What is expected:
Working through the entries below, find how many lines include the string "contains"; give only that number.

----

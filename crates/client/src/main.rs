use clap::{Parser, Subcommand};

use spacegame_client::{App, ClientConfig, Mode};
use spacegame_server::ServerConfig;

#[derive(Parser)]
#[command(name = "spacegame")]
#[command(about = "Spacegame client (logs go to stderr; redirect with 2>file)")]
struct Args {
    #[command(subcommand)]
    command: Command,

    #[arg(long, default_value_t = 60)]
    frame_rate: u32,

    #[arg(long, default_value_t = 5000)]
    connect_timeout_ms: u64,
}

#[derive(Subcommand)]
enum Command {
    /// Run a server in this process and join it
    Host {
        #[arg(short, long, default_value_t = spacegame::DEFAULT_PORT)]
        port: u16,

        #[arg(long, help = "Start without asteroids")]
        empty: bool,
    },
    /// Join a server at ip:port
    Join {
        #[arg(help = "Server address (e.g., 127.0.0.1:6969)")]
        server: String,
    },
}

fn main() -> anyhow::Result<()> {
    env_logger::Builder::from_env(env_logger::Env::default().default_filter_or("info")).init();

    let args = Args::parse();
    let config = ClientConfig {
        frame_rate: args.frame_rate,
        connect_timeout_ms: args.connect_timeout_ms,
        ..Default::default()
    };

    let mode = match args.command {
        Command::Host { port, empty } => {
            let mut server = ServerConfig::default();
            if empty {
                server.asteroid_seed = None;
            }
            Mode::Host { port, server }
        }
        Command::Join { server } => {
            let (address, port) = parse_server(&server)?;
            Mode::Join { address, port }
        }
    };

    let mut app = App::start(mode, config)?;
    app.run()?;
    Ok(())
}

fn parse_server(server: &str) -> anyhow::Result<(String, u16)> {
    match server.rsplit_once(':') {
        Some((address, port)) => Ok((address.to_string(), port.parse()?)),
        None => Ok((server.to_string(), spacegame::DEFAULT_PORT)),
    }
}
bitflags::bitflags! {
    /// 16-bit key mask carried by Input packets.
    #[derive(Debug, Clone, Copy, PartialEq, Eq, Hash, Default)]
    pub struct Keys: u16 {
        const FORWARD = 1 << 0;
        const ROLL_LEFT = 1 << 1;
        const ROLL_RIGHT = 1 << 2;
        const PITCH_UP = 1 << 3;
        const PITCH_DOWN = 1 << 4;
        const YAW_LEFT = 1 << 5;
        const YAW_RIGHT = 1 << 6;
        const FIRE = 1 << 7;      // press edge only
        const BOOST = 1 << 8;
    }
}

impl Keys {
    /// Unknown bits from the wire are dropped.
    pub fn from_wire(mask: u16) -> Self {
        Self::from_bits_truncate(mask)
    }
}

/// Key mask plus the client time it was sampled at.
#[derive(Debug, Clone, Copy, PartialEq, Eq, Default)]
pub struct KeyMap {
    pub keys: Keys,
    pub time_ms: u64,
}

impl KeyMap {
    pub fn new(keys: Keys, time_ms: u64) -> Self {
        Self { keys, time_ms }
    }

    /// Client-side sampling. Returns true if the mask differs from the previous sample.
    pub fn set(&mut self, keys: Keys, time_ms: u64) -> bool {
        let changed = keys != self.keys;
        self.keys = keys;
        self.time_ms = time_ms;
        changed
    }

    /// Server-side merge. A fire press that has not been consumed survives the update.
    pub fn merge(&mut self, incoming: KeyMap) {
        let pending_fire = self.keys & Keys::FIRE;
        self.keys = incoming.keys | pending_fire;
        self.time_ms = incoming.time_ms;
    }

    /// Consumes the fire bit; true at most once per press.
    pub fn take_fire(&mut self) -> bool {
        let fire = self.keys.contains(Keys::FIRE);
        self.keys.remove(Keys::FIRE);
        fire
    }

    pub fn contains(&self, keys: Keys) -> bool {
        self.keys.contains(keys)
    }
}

----

Solved problem:
3